Reactions to an interview on national television with Irish bottled-water pioneers Ballygowan in the 1980s resounded with exclamations of incredulity. Just who in their right mind would pay for a bottle of water? Who, in a country boasting a tax rate of 56%, would be so stupid as to hand over their hard-earned money for a water you could get for free from a well? A ludicrous notion, indeed. So what if our French friends were squandering their francs on Perrier and Evian (try spelling Evian backwards….)? So what if our Italian soul mates were glugging down their lire in the form of Fiuggi or San Pellegrino? The Irish would never fall for that lark. But we did. And people the world over fell for it, too.
Now, thirty years later, we have backed ourselves into a corner. We have created a nightmare whereby we have far too many choices. We can choose between Australia’s Tasmanian Rain, Belgium’s Chaudfontaine, and Croatia’s Jana. We can choose between still and sparkling. We can choose between glass and plastic. And we can also choose to pay for water or do without.
Thwarted by a tap
Trying to get plain old tap water these days is like trying to get blood from a particularly insipid turnip. In Lithuania last week, I was the only one at a table of six who managed to persuade the waiter to give me a glass of tap water. I was playing the environmental card: saying no to plastic; saying no to an ever-increasing carbon footprint; saying no the sheer ridiculousness of paying for water. Here in Budapest, my pleas for csapvíz are growing more strident. What started off as a simple request, morphed into a plaintive cry and is now on the edge of becoming a frustrated hysteric.
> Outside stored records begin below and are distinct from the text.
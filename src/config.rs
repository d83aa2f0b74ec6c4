use anyhow::{Context, Result};
use serde::Deserialize;
use std::path::{Path, PathBuf};
use tracing::info;

#[derive(Debug, Deserialize, Clone)]
#[serde(default)]
pub struct CairnConfig {
    pub cli: CliConfig,
    pub storage: StorageConfig,
    pub embedding: EmbeddingConfig,
    pub retrieval: RetrievalConfig,
}

#[derive(Debug, Deserialize, Clone)]
#[serde(default)]
pub struct CliConfig {
    /// Owner identity used when the caller does not pass one explicitly.
    pub default_owner: String,
    pub log_level: String,
}

#[derive(Debug, Deserialize, Clone)]
#[serde(default)]
pub struct StorageConfig {
    /// `"sqlite"` or `"memory"`.
    pub backend: String,
    pub db_path: String,
    /// Upper bound on how long a storage call may wait on a locked database.
    pub busy_timeout_ms: u64,
}

#[derive(Debug, Deserialize, Clone)]
#[serde(default)]
pub struct EmbeddingConfig {
    pub provider: String,
}

#[derive(Debug, Deserialize, Clone)]
#[serde(default)]
pub struct RetrievalConfig {
    pub default_limit: usize,
    /// Hard cap on search result count; larger requested limits are clamped.
    pub max_limit: usize,
    pub default_threshold: f64,
}

impl Default for CairnConfig {
    fn default() -> Self {
        Self {
            cli: CliConfig::default(),
            storage: StorageConfig::default(),
            embedding: EmbeddingConfig::default(),
            retrieval: RetrievalConfig::default(),
        }
    }
}

impl Default for CliConfig {
    fn default() -> Self {
        Self {
            default_owner: "default".into(),
            log_level: "info".into(),
        }
    }
}

impl Default for StorageConfig {
    fn default() -> Self {
        // Kept in tilde form so Default stays infallible; expansion happens
        // at open time via expand_tilde, which can report a missing home dir
        Self {
            backend: "sqlite".into(),
            db_path: "~/.cairn/knowledge.db".into(),
            busy_timeout_ms: 5000,
        }
    }
}

impl Default for EmbeddingConfig {
    fn default() -> Self {
        Self {
            provider: "hashed".into(),
        }
    }
}

impl Default for RetrievalConfig {
    fn default() -> Self {
        Self {
            default_limit: 10,
            max_limit: 100,
            default_threshold: 0.0,
        }
    }
}

/// Returns `~/.cairn/`, or an error when the home directory cannot be
/// resolved.
pub fn default_cairn_dir() -> Result<PathBuf> {
    let home = dirs::home_dir().context("home directory could not be resolved")?;
    Ok(home.join(".cairn"))
}

/// Returns the default config file path: `~/.cairn/config.toml`
pub fn default_config_path() -> Result<PathBuf> {
    Ok(default_cairn_dir()?.join("config.toml"))
}

impl CairnConfig {
    /// Load config from TOML file (if it exists) then apply env var overrides.
    pub fn load() -> Result<Self> {
        Self::load_from(default_config_path()?)
    }

    /// Load from a specific path, then apply env var overrides.
    pub fn load_from(path: impl AsRef<Path>) -> Result<Self> {
        let path = path.as_ref();
        let mut config = if path.exists() {
            let contents =
                std::fs::read_to_string(path).context("failed to read config file")?;
            toml::from_str(&contents).context("failed to parse config TOML")?
        } else {
            info!("no config file at {}, using defaults", path.display());
            CairnConfig::default()
        };

        config.apply_env_overrides();
        Ok(config)
    }

    /// Apply environment variable overrides (CAIRN_DB, CAIRN_BACKEND,
    /// CAIRN_OWNER, CAIRN_LOG_LEVEL).
    fn apply_env_overrides(&mut self) {
        if let Ok(val) = std::env::var("CAIRN_DB") {
            self.storage.db_path = val;
        }
        if let Ok(val) = std::env::var("CAIRN_BACKEND") {
            self.storage.backend = val;
        }
        if let Ok(val) = std::env::var("CAIRN_OWNER") {
            self.cli.default_owner = val;
        }
        if let Ok(val) = std::env::var("CAIRN_LOG_LEVEL") {
            self.cli.log_level = val;
        }
    }

    /// Resolve the database path, expanding `~` if needed.
    pub fn resolved_db_path(&self) -> Result<PathBuf> {
        expand_tilde(&self.storage.db_path)
    }
}

pub fn expand_tilde(path: &str) -> Result<PathBuf> {
    if let Some(rest) = path.strip_prefix("~/") {
        let home = dirs::home_dir().context("home directory could not be resolved")?;
        Ok(home.join(rest))
    } else {
        Ok(PathBuf::from(path))
    }
}
//! Mock speech backends and converter for testing
//!
//! Each mock records the calls it received so tests can check chain order.

use anyhow::Result;
use async_trait::async_trait;
use lingotalks::audio::{AssetOrigin, AudioFormat};
use lingotalks::tts::{FormatConverter, SynthesisBackend};
use std::path::Path;
use std::sync::Mutex;
use std::time::Duration;

use super::{MP3_BYTES, WAV_BYTES};

/// Backend that writes a fixed payload to the destination
#[derive(Debug)]
pub struct FileBackend {
    name: &'static str,
    format: AudioFormat,
    origin: AssetOrigin,
    languages: Option<Vec<&'static str>>,
    /// (text, language) for every call
    pub calls: Mutex<Vec<(String, String)>>,
}

impl FileBackend {
    /// Offline-style backend writing WAV
    pub fn wav(name: &'static str) -> Self {
        Self {
            name,
            format: AudioFormat::Wav,
            origin: AssetOrigin::Offline,
            languages: None,
            calls: Mutex::new(Vec::new()),
        }
    }

    /// Network-style backend writing MP3
    pub fn mp3(name: &'static str) -> Self {
        Self {
            name,
            format: AudioFormat::Mp3,
            origin: AssetOrigin::Network,
            languages: None,
            calls: Mutex::new(Vec::new()),
        }
    }

    /// Restrict the languages this backend accepts
    pub fn only(mut self, languages: &[&'static str]) -> Self {
        self.languages = Some(languages.to_vec());
        self
    }

    pub fn call_count(&self) -> usize {
        self.calls.lock().unwrap().len()
    }
}

#[async_trait]
impl SynthesisBackend for FileBackend {
    async fn synthesize(&self, text: &str, language: &str, dest: &Path) -> Result<()> {
        self.calls
            .lock()
            .unwrap()
            .push((text.to_string(), language.to_string()));
        let bytes = match self.format {
            AudioFormat::Wav => WAV_BYTES,
            AudioFormat::Mp3 => MP3_BYTES,
        };
        tokio::fs::write(dest, bytes).await?;
        Ok(())
    }

    fn accepts(&self, language: &str) -> bool {
        self.languages
            .as_ref()
            .map_or(true, |langs| langs.contains(&language))
    }

    fn output_format(&self) -> AudioFormat {
        self.format
    }

    fn origin(&self) -> AssetOrigin {
        self.origin
    }

    fn name(&self) -> &str {
        self.name
    }
}

/// Backend that leaves a partial file behind and then fails
#[derive(Debug)]
pub struct FailingBackend {
    pub name: &'static str,
    pub calls: Mutex<usize>,
}

impl FailingBackend {
    pub fn new(name: &'static str) -> Self {
        Self {
            name,
            calls: Mutex::new(0),
        }
    }

    pub fn call_count(&self) -> usize {
        *self.calls.lock().unwrap()
    }
}

#[async_trait]
impl SynthesisBackend for FailingBackend {
    async fn synthesize(&self, _text: &str, _language: &str, dest: &Path) -> Result<()> {
        *self.calls.lock().unwrap() += 1;
        tokio::fs::write(dest, b"partial").await?;
        Err(anyhow::anyhow!("network unreachable"))
    }

    fn accepts(&self, _language: &str) -> bool {
        true
    }

    fn output_format(&self) -> AudioFormat {
        AudioFormat::Mp3
    }

    fn origin(&self) -> AssetOrigin {
        AssetOrigin::Network
    }

    fn name(&self) -> &str {
        self.name
    }
}

/// Backend that never finishes within any sane timeout
#[derive(Debug)]
pub struct SlowBackend {
    pub delay: Duration,
}

#[async_trait]
impl SynthesisBackend for SlowBackend {
    async fn synthesize(&self, _text: &str, _language: &str, dest: &Path) -> Result<()> {
        tokio::fs::write(dest, WAV_BYTES).await?;
        tokio::time::sleep(self.delay).await;
        Ok(())
    }

    fn accepts(&self, _language: &str) -> bool {
        true
    }

    fn output_format(&self) -> AudioFormat {
        AudioFormat::Wav
    }

    fn origin(&self) -> AssetOrigin {
        AssetOrigin::Offline
    }

    fn name(&self) -> &str {
        "slow"
    }
}

/// Backend that makes one slow request per word, like a chunking network backend
#[derive(Debug)]
pub struct ChunkedBackend {
    pub per_request: Duration,
}

#[async_trait]
impl SynthesisBackend for ChunkedBackend {
    async fn synthesize(&self, text: &str, _language: &str, dest: &Path) -> Result<()> {
        for _ in text.split_whitespace() {
            tokio::time::sleep(self.per_request).await;
        }
        tokio::fs::write(dest, MP3_BYTES).await?;
        Ok(())
    }

    fn accepts(&self, _language: &str) -> bool {
        true
    }

    fn output_format(&self) -> AudioFormat {
        AudioFormat::Mp3
    }

    fn origin(&self) -> AssetOrigin {
        AssetOrigin::Network
    }

    fn request_count(&self, text: &str) -> u32 {
        text.split_whitespace().count() as u32
    }

    fn name(&self) -> &str {
        "chunked"
    }
}

/// Converter that writes a WAV payload, or a partial file and an error
#[derive(Debug, Default)]
pub struct MockConverter {
    pub should_fail: bool,
    pub calls: Mutex<usize>,
}

impl MockConverter {
    pub fn new() -> Self {
        Self::default()
    }

    pub fn failing() -> Self {
        Self {
            should_fail: true,
            ..Self::default()
        }
    }

    pub fn call_count(&self) -> usize {
        *self.calls.lock().unwrap()
    }
}

#[async_trait]
impl FormatConverter for MockConverter {
    async fn convert(&self, src: &Path, dest: &Path) -> Result<()> {
        *self.calls.lock().unwrap() += 1;
        anyhow::ensure!(src.exists(), "source {:?} missing", src);
        if self.should_fail {
            tokio::fs::write(dest, b"half a wav").await?;
            anyhow::bail!("Mock conversion failure");
        }
        tokio::fs::write(dest, WAV_BYTES).await?;
        Ok(())
    }

    fn name(&self) -> &str {
        "mock-converter"
    }
}
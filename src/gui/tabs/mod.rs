//! One view function per sidebar tab

pub mod dictionary;
pub mod notes;
pub mod practice;
pub mod sidebar;
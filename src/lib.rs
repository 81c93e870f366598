//! LingoTalks Library
//!
//! Translation, speech synthesis and playback for the LingoTalks language
//! practice app.

pub mod audio;
pub mod config;
pub mod dictionary;
pub mod error;
pub mod gui;
pub mod languages;
pub mod logging;
pub mod notes;
pub mod playback;
pub mod translate;
pub mod tts;
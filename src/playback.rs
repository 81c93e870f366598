//! Playback Controller
//!
//! Owns the one "current" speech asset and drives the audio device through
//! the lifecycle generate → play → pause/resume → replay → cleanup.
//!
//! All mutation of the session happens under a single mutex, and the mutex
//! is never held across an `.await`. Generation is split into
//! [`PlaybackController::begin_generation`] (stop, release and delete the old
//! asset), the synthesis itself, and [`PlaybackController::install`]. A newer
//! generation or a cleanup supersedes an older ticket, whose result is then
//! deleted instead of installed.

use crate::audio::{AudioAsset, AudioDevice};
use crate::error::{PlaybackError, SynthesisError};
use crate::tts::SpeechSynthesizer;
use std::path::Path;
use std::sync::{Arc, Mutex, MutexGuard};
use tracing::{debug, info, warn};

/// Transport state of the session
#[derive(Debug, Clone, Copy, PartialEq, Eq, Default)]
pub enum PlayState {
    /// Nothing generated
    #[default]
    Idle,
    /// An asset is held but not sounding
    Stopped,
    Playing,
    Paused,
}

#[derive(Debug, Default)]
struct Session {
    asset: Option<AudioAsset>,
    state: PlayState,
    generation: u64,
}

/// Proof that a generation was started; hand it back to
/// [`PlaybackController::install`]
#[derive(Debug, Clone, Copy, PartialEq, Eq)]
#[must_use]
pub struct GenerationTicket(u64);

impl GenerationTicket {
    pub fn id(&self) -> u64 {
        self.0
    }
}

pub struct PlaybackController {
    synthesizer: Arc<SpeechSynthesizer>,
    device: Arc<dyn AudioDevice>,
    session: Mutex<Session>,
}

impl std::fmt::Debug for PlaybackController {
    fn fmt(&self, f: &mut std::fmt::Formatter<'_>) -> std::fmt::Result {
        f.debug_struct("PlaybackController")
            .field("device", &self.device.name())
            .finish()
    }
}

impl PlaybackController {
    pub fn new(synthesizer: Arc<SpeechSynthesizer>, device: Arc<dyn AudioDevice>) -> Self {
        Self {
            synthesizer,
            device,
            session: Mutex::new(Session::default()),
        }
    }

    pub fn synthesizer(&self) -> Arc<SpeechSynthesizer> {
        self.synthesizer.clone()
    }

    fn lock(&self) -> MutexGuard<'_, Session> {
        // The session holds no invariant a panic could break halfway
        self.session
            .lock()
            .unwrap_or_else(|poisoned| poisoned.into_inner())
    }

    /// Current state, after noticing audio that finished on its own
    pub fn state(&self) -> PlayState {
        let mut session = self.lock();
        if session.state == PlayState::Playing && !self.device.is_busy() {
            debug!("⏹️ Playback reached the end");
            session.state = PlayState::Stopped;
        }
        session.state
    }

    pub fn current_asset(&self) -> Option<AudioAsset> {
        self.lock().asset.clone()
    }

    /// True when there is a file on disk that `play` could use
    pub fn has_audio(&self) -> bool {
        self.lock().asset.as_ref().is_some_and(AudioAsset::exists)
    }

    /// Stop, release and delete the current asset, then supersede any
    /// in-flight generation.
    pub fn begin_generation(&self) -> GenerationTicket {
        let mut session = self.lock();
        self.release_locked(&mut session);
        session.generation += 1;
        GenerationTicket(session.generation)
    }

    /// Make `asset` current if `ticket` is still the latest generation.
    ///
    /// A superseded ticket's asset is deleted and
    /// [`SynthesisError::Superseded`] returned.
    pub fn install(
        &self,
        ticket: GenerationTicket,
        asset: AudioAsset,
    ) -> Result<AudioAsset, SynthesisError> {
        let mut session = self.lock();
        if session.generation != ticket.0 {
            debug!(
                "🗑️ Discarding stale audio (ticket {}, current {})",
                ticket.0, session.generation
            );
            asset.discard();
            return Err(SynthesisError::Superseded);
        }

        // A ticket is only installed once; anything still held is released first
        if session.asset.is_some() {
            self.release_locked(&mut session);
        }
        info!("🎧 Audio ready: {:?} ({})", asset.path(), asset.format());
        session.asset = Some(asset.clone());
        session.state = PlayState::Stopped;
        Ok(asset)
    }

    /// Synthesize `text` and make it the current asset
    pub async fn generate(&self, text: &str, language: &str) -> Result<AudioAsset, SynthesisError> {
        let ticket = self.begin_generation();
        let asset = self.synthesizer.generate(text, language).await?;
        self.install(ticket, asset)
    }

    /// Load the current asset and start it from the beginning
    pub fn play(&self) -> Result<(), PlaybackError> {
        let mut session = self.lock();
        let path = match &session.asset {
            Some(asset) if asset.exists() => asset.path().to_path_buf(),
            _ => return Err(PlaybackError::NothingToPlay),
        };

        self.start_locked(&mut session, &path)?;
        info!("▶️ Playing {:?}", path.file_name().unwrap_or_default());
        Ok(())
    }

    /// Pause if playing; otherwise a no-op
    pub fn pause(&self) {
        let mut session = self.lock();
        if session.state != PlayState::Playing {
            return;
        }
        match self.device.pause() {
            Ok(()) => {
                session.state = PlayState::Paused;
                debug!("⏸️ Paused");
            }
            Err(e) => warn!("⚠️ Pause error: {}", e),
        }
    }

    /// Resume if paused; otherwise a no-op
    pub fn resume(&self) {
        let mut session = self.lock();
        if session.state != PlayState::Paused {
            return;
        }
        match self.device.unpause() {
            Ok(()) => {
                session.state = PlayState::Playing;
                debug!("▶️ Resumed");
            }
            Err(e) => warn!("⚠️ Resume error: {}", e),
        }
    }

    /// Pause when playing, resume when paused. Returns the resulting state.
    pub fn toggle_pause(&self) -> PlayState {
        match self.state() {
            PlayState::Playing => self.pause(),
            PlayState::Paused => self.resume(),
            PlayState::Idle | PlayState::Stopped => {}
        }
        self.state()
    }

    /// Halt playback from any state
    pub fn stop(&self) {
        let mut session = self.lock();
        if let Err(e) = self.device.stop() {
            warn!("⚠️ Stop error: {}", e);
        }
        session.state = if session.asset.is_some() {
            PlayState::Stopped
        } else {
            PlayState::Idle
        };
    }

    /// Reload the current asset from disk and play it from the start
    pub fn replay(&self) -> Result<(), PlaybackError> {
        let mut session = self.lock();
        let path = session
            .asset
            .as_ref()
            .map(|a| a.path().to_path_buf())
            .ok_or(PlaybackError::NothingToPlay)?;

        self.start_locked(&mut session, &path)?;
        info!("🔁 Replaying {:?}", path.file_name().unwrap_or_default());
        Ok(())
    }

    /// Stop whatever the device holds, then load and play `path`.
    ///
    /// Any failure after the stop leaves the session `Stopped`.
    fn start_locked(&self, session: &mut Session, path: &Path) -> Result<(), PlaybackError> {
        self.device.init()?;
        if let Err(e) = self.device.stop() {
            debug!("Stop before load failed: {}", e);
        }
        let started = self.device.load(path).and_then(|()| self.device.play());
        match started {
            Ok(()) => {
                session.state = PlayState::Playing;
                Ok(())
            }
            Err(e) => {
                warn!("⚠️ Playback start failed: {}", e);
                session.state = PlayState::Stopped;
                Err(e)
            }
        }
    }

    /// Stop, release the device, delete tracked files and return to Idle.
    ///
    /// Never fails and may be called any number of times.
    pub fn cleanup(&self) {
        let mut session = self.lock();
        self.release_locked(&mut session);
        // Anything still synthesizing now belongs to a dead session
        session.generation += 1;
    }

    fn release_locked(&self, session: &mut Session) {
        if session.state != PlayState::Idle || session.asset.is_some() {
            if let Err(e) = self.device.stop() {
                warn!("⚠️ Stop during cleanup failed: {}", e);
            }
            if let Err(e) = self.device.release() {
                warn!("⚠️ Device release failed: {}", e);
            }
        }
        if let Some(asset) = session.asset.take() {
            asset.discard();
        }
        session.state = PlayState::Idle;
    }
}

impl Drop for PlaybackController {
    fn drop(&mut self) {
        self.cleanup();
    }
}
//! Tracing setup shared by the CLI and the GUI launcher

use tracing_subscriber::{EnvFilter, FmtSubscriber};

/// Install the global subscriber.
///
/// `verbose` forces debug output; otherwise `RUST_LOG` wins over the
/// configured `log_level`.
pub fn init(verbose: bool, log_level: &str) -> anyhow::Result<()> {
    let filter = if verbose {
        EnvFilter::new("debug")
    } else {
        EnvFilter::try_from_default_env()
            .unwrap_or_else(|_| EnvFilter::new(log_level.to_lowercase()))
    };

    let subscriber = FmtSubscriber::builder().with_env_filter(filter).finish();
    tracing::subscriber::set_global_default(subscriber)?;
    Ok(())
}
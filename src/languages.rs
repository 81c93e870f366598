//! Supported translation / speech languages

/// A language offered in the language picker
#[derive(Debug, Clone, Copy, PartialEq, Eq, Hash)]
pub struct Language {
    pub name: &'static str,
    pub code: &'static str,
}

pub const ENGLISH: Language = Language {
    name: "English",
    code: "en",
};

/// Every language the app can translate to and speak
pub const SUPPORTED: &[Language] = &[
    ENGLISH,
    Language { name: "Hindi", code: "hi" },
    Language { name: "Bengali", code: "bn" },
    Language { name: "Tamil", code: "ta" },
    Language { name: "Telugu", code: "te" },
    Language { name: "Kannada", code: "kn" },
    Language { name: "Malayalam", code: "ml" },
    Language { name: "Marathi", code: "mr" },
    Language { name: "Gujarati", code: "gu" },
    Language { name: "Punjabi", code: "pa" },
    Language { name: "Odia", code: "or" },
    Language { name: "Urdu", code: "ur" },
    Language { name: "Nepali", code: "ne" },
    Language { name: "Spanish", code: "es" },
    Language { name: "French", code: "fr" },
    Language { name: "German", code: "de" },
    Language { name: "Portuguese", code: "pt" },
    Language { name: "Japanese", code: "ja" },
    Language { name: "Korean", code: "ko" },
    Language { name: "Russian", code: "ru" },
    Language { name: "Italian", code: "it" },
];

impl Language {
    /// Find a supported language by its two-letter code (case-insensitive)
    pub fn from_code(code: &str) -> Option<Language> {
        let code = code.trim();
        SUPPORTED
            .iter()
            .copied()
            .find(|lang| lang.code.eq_ignore_ascii_case(code))
    }

    /// Like [`Language::from_code`], but falls back to English
    pub fn from_code_or_default(code: &str) -> Language {
        Self::from_code(code).unwrap_or(ENGLISH)
    }

    pub fn is_english(&self) -> bool {
        self.code == ENGLISH.code
    }
}

impl Default for Language {
    fn default() -> Self {
        ENGLISH
    }
}

impl std::fmt::Display for Language {
    fn fmt(&self, f: &mut std::fmt::Formatter<'_>) -> std::fmt::Result {
        write!(f, "{} ({})", self.name, self.code)
    }
}

impl std::str::FromStr for Language {
    type Err = String;

    fn from_str(s: &str) -> Result<Self, Self::Err> {
        Language::from_code(s).ok_or_else(|| {
            let codes: Vec<&str> = SUPPORTED.iter().map(|l| l.code).collect();
            format!("Unknown language '{}'. Available: {}", s, codes.join(", "))
        })
    }
}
If the tap water is bad, if it is undrinkable, then yes, I will pay for bottled water. But even then I have certain expectations. I read somewhere lately that new discoveries in astrophysics suggest that water is not native to Earth but rather was imported from the edges of our solar system as ice trapped in comets. The first ‘delivery’ is estimated to have happened more than four billion years ago. So while ‘importing’ water is not exactly a new phenomenon, I still want my bottled water to have been bottled locally…if not in the same city then at least in the same country. I simply cannot get my head around people buying water in a bottle that has been flown half-way around the world for their drinking pleasure. We’re not talking vintage port here, people…it’s water! Or is it?
Swizzled by a spring
In his book, Fine waters, Michael Mascha points out that water is actually not water. At least the premium stuff isn’t. It’s like wine. It has terroir and it is a natural product that originates from a particular place with unique properties. Perhaps the debate about plastic or glass might be the equivalent of the furore around screw tops or corks. While you might serve your champagne at a refreshing 6°C, the optimal temperature for serving sparkling water is 13°C. Forget your pinot gris, merlot, cabernet sauvignon, and chardonnay. When it comes to water, we’re talking spring, artesian, well, and glacier. Remove the young, dry, sweet, mature and full-bodied adjectives and replace with still, effervescent, light, classic, and bold. And when at a water tasting (you wouldn’t believe me if I told you of the images this conjures up), remember to replace aromatic, balanced, crisp, and fleshy, with short, long, focused or wide. When, oh when, did we get so pretentious? When did a glass of water become more than a glass of water? When exactly did we start to forsake the faucet?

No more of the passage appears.